Woodford damage to Hargreaves splits analysts as new business falls

D2C giant set to waive £2.2m in fees if Equity Income reopens in December

Hargreaves

Neil Woodford’s suspended equity income fund has had a minimal impact on Hargreaves Lansdown’s bottom line but analysts are at loggerheads over what effect the scandal will have on the platform’s ability to attract new business moving forward.

For the year ended 30 June 2019, net new business flows fell by 4% to £7.3bn from £7.6bn the year before.

Despite the dip in net new business, Hargreaves took in 7% higher revenue of £480.5m, £206.2m of which was from fees on funds sold on its platform. Profits also jumped from £292.4m a year ago to £305.8m. Assets under administration for the year ended 30 June 2019 surged 8% to a “record” £99.3bn.

The increased sales came despite the fact the D2C firm axed its 0.45% platform fee on Woodford Equity Income days after the fund was suspended.

Addressing the elephant in the room Hargreaves CEO Chris Hill (pictured) said the firm was “determined to learn” from the Woodford saga and reiterated that he and CFO Philip Johnson would not be taking bonuses.

“I have apologised to all clients who have been impacted by the recent problems because we all share their disappointment and frustration,” said Hill. “In these difficult times we recognise the financial and personal impact the gating of the fund has had on them. Philip and I, together with the unanimous support of the Board, have therefore decided that we will not take a bonus award for 2019.”

The company’s ties to Woodford did not prevent another 133,000 clients from hopping on board, bringing the total number of active users on Hargreaves platform up to 1,224,000.

Analysts clash over Hargreaves

Some analysts are still predicting that Hargreaves’ championing of the stricken UK equities manager could squeeze flows further down the line.

In an analyst note on Thursday JP Morgan Cazenove maintained its cuts to inflow estimates across the next three years from a total of £23.5bn to £16.5bn, a 30% reduction. In early July it predicted net flows for FY19, FY20 and FY 21 of £6.0bn, £5.0bn and £5.5bn, revised down from earlier estimates of £6.6bn, £7.9bn and £9bn.

Citi agreed that Hargreaves’ ties to Woodford could weigh on the company’s share price in the next few years.

“Results broadly in line, but we expect that the overhang in share prices from the impact on Woodford Equity Income fund will continue in the near term,” it said.

But Peel Hunt analyst Stuart Duncan took a more positive view on the D2C group’s prospects, noting “flows have held up well” after the negative publicity from Woodford and challenging markets.

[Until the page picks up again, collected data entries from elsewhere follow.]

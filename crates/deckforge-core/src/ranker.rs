use crate::fitness::{FitnessDetails, FitnessEvaluator};
use crate::model::{Deck, Faction};
use crate::rules::RuleSet;
use rayon::prelude::*;
use serde::{Deserialize, Serialize};
use std::cmp::Ordering;
use tracing::info;

#[derive(Serialize, Deserialize, Debug, Clone)]
#[serde(rename_all = "camelCase")]
pub struct RankedDeck {
    pub name: String,
    pub details: Option<FitnessDetails>,
    pub rejection: Option<String>,
}

impl RankedDeck {
    pub fn is_accepted(&self) -> bool {
        self.details.is_some()
    }

    pub fn score(&self) -> Option<f64> {
        self.details.map(|d| d.total)
    }
}

/// Validates and scores named candidates in parallel.
///
/// Legal decks come first by descending fitness (ties by name), followed by
/// rejected decks by name.
pub fn rank_candidates(
    evaluator: &FitnessEvaluator,
    rules: &RuleSet,
    factions: &[Faction],
    candidates: Vec<(String, Deck)>,
) -> Vec<RankedDeck> {
    let mut ranked: Vec<RankedDeck> = candidates
        .into_par_iter()
        .map(|(name, deck)| match rules.check_with_factions(&deck, factions) {
            Ok(()) => RankedDeck {
                name,
                details: Some(evaluator.evaluate_details(&deck)),
                rejection: None,
            },
            Err(violation) => RankedDeck {
                name,
                details: None,
                rejection: Some(violation.to_string()),
            },
        })
        .collect();

    ranked.sort_by(compare_ranked);

    let accepted = ranked.iter().filter(|r| r.is_accepted()).count();
    info!(
        "🏁 Ranked {} candidates: {} accepted, {} rejected",
        ranked.len(),
        accepted,
        ranked.len() - accepted
    );

    ranked
}

fn compare_ranked(a: &RankedDeck, b: &RankedDeck) -> Ordering {
    match (a.score(), b.score()) {
        (Some(x), Some(y)) => y.total_cmp(&x).then_with(|| a.name.cmp(&b.name)),
        (Some(_), None) => Ordering::Less,
        (None, Some(_)) => Ordering::Greater,
        (None, None) => a.name.cmp(&b.name),
    }
}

“HL has delivered a solid result despite the weaker market conditions that prevailed for much of the year. The business remains in a strong position and we do not believe there will be a material impact from recent events. We upgrade our target price to 2,000p and our recommendation to Add.”

Other investors won’t give a jot about Woodford

“I’m not at all surprised,” said Fundscape CEO Bella Caridade-Ferreira. “A relatively small percentage of customers were invested in the [Woodford Equity Income] fund. Its other investors won’t give a jot and Hargreaves will do what it takes to resolve any problems with Woodford investors.”

Hargreaves Lansdown revealed in the aftermath of the Woodford fund suspension that 24% of clients were exposed to the fund with 133,769 clients are trapped in the suspended fund.

Seven Investment Management’s Peter Sleep said that given the Woodford suspension only covered one sixth of the reporting period it was never going to take a huge chunk out of revenues.

Hargreaves worked out that waiving the platform fee for customers directly invested in Woodford’s fund has cost it an estimated £360,000 per month. By those calculations it will have lost £2.2m in revenue by the time the fund reopens this Christmas.

Hargreaves warns of ‘subdued’ multi-manager flows

Sleep said the real impact of the Woodford saga will be on Hargreaves’ 10 multi-manager funds, six of which had exposure to Woodford Equity Income. Hargreaves Multi-Manager funds are the highest cost products in its stable, charging 75bps per annum.

The FTSE 100 platform admitted that recent growth in its multi-manager range had been “subdued” and warned this was “likely to remain a feature of 2020 flows” due to the holdings in Woodford Equity Income.

But a hit to its multi-manager funds could be offset by new income streams including Hargreaves’ cash business which it has so far been successful in developing, Sleep added.